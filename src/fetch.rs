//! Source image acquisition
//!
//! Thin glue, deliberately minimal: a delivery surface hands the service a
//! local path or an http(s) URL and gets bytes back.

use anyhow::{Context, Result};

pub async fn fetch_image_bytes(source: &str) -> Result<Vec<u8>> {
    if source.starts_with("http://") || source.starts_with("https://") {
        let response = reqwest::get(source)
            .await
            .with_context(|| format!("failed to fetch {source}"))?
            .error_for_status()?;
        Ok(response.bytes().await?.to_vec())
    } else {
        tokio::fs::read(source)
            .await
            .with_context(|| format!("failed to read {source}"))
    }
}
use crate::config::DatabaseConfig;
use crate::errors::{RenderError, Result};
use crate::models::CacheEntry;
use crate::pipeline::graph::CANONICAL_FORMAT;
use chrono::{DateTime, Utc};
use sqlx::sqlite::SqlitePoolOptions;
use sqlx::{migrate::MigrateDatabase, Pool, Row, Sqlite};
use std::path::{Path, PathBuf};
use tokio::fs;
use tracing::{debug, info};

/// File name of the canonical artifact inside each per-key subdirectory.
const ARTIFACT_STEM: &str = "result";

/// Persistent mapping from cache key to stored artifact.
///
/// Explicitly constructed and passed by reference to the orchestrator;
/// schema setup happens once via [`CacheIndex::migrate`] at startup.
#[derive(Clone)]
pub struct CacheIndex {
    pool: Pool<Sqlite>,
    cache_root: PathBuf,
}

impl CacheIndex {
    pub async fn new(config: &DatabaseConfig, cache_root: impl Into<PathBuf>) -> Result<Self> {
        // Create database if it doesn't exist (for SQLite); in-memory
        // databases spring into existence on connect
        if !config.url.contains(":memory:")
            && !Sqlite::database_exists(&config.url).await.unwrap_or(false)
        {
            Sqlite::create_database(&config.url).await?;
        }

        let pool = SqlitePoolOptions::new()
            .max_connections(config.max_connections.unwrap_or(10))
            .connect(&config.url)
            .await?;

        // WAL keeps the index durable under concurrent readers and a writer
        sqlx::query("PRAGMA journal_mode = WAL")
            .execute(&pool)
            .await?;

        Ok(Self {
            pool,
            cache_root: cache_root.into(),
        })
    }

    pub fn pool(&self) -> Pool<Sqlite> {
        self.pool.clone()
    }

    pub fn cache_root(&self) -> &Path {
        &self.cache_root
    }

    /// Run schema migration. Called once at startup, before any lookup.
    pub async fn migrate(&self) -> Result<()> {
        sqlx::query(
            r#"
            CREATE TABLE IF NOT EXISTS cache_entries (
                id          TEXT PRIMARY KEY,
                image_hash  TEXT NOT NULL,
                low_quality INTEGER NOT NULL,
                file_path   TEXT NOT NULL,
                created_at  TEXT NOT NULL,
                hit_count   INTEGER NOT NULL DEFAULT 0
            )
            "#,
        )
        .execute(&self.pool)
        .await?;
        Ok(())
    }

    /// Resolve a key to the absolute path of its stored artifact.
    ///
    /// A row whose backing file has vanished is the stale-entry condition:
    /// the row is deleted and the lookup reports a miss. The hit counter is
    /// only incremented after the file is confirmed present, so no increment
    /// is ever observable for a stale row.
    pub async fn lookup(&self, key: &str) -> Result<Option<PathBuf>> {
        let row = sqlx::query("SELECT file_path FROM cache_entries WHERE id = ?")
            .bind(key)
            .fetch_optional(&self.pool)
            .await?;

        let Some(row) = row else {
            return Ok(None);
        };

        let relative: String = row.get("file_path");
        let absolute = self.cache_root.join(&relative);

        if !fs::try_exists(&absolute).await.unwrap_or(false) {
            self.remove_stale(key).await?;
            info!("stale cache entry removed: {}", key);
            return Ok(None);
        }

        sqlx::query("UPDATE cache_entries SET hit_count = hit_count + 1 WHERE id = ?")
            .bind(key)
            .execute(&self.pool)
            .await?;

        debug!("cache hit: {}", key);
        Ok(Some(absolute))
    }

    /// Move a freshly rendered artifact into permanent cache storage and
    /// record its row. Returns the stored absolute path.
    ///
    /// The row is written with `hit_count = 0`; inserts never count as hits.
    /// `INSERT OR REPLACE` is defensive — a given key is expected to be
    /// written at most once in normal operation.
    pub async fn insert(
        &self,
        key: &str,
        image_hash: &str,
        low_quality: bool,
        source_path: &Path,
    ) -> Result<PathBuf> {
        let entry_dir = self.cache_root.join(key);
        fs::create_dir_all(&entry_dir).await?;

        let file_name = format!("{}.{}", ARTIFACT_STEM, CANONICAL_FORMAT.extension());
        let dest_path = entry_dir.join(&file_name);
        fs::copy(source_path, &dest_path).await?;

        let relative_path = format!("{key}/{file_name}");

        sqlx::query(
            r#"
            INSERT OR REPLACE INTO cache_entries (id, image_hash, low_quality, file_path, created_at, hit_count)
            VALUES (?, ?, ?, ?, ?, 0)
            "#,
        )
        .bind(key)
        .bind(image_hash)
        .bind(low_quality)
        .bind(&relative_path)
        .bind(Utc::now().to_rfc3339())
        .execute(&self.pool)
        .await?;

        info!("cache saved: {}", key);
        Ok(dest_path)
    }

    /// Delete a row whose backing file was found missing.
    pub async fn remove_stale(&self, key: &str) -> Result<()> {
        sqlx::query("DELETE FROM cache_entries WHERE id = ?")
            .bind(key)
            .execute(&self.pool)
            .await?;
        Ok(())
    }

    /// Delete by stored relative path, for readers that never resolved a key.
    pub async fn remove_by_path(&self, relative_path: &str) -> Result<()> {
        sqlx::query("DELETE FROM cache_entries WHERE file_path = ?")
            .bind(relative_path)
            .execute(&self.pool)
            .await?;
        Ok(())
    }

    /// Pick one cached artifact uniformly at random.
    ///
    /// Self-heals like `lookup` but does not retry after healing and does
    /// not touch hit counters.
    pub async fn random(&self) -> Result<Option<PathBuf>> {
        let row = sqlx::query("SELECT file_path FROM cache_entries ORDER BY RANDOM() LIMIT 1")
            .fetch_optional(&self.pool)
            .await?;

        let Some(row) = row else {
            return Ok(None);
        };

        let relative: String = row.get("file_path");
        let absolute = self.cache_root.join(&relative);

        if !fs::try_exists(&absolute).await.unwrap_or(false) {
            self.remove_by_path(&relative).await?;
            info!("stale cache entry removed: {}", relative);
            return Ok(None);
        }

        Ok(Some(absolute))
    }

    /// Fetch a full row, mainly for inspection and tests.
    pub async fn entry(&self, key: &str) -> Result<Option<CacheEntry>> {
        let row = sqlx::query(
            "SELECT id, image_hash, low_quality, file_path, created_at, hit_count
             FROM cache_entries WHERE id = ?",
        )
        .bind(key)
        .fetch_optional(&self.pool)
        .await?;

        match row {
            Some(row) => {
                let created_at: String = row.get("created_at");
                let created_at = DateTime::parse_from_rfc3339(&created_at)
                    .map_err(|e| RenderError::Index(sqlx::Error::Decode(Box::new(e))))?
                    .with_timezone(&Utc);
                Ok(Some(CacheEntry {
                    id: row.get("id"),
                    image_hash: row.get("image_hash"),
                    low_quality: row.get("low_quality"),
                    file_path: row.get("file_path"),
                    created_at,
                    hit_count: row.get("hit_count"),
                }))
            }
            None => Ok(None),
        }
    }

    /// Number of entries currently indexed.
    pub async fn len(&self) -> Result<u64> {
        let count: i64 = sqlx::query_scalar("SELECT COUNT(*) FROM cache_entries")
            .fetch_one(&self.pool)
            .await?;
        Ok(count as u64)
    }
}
□ □ □ □
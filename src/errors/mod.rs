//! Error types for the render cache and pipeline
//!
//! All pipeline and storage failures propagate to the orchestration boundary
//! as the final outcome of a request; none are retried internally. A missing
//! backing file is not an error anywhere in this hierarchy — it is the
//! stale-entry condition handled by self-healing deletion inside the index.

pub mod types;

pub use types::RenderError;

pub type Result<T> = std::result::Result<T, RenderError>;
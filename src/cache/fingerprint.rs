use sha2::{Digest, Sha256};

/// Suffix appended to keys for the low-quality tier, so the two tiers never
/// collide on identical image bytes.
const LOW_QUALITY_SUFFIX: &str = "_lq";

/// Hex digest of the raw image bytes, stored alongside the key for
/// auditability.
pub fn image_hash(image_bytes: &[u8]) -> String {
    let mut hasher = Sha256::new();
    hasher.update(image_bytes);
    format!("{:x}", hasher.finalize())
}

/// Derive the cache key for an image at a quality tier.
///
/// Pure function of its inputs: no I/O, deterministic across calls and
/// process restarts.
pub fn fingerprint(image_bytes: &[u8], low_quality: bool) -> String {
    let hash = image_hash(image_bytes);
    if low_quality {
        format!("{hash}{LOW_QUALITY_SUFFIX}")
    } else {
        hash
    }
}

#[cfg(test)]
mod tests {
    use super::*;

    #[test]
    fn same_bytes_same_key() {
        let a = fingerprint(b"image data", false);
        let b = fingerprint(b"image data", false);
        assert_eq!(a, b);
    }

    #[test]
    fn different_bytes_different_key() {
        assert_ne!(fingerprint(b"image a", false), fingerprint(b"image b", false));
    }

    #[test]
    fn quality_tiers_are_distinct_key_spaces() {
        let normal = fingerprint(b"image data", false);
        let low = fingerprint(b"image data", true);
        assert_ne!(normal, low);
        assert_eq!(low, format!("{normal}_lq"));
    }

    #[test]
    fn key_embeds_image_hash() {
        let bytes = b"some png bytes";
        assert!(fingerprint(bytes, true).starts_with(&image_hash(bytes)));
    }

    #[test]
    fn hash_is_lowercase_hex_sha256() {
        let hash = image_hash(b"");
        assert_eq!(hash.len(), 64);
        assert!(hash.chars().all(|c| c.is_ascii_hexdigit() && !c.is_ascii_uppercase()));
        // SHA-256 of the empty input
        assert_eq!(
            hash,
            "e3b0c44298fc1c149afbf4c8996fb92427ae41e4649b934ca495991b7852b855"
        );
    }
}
□ □ □ □
### WHAT THE TASK REQUIRES
Check the listing above for lines containing the string "failed", and copy each one.

### ANSWER TO THIS EXERCISE
            .with_context(|| format!("failed to fetch {source}"))?
            .with_context(|| format!("failed to read {source}"))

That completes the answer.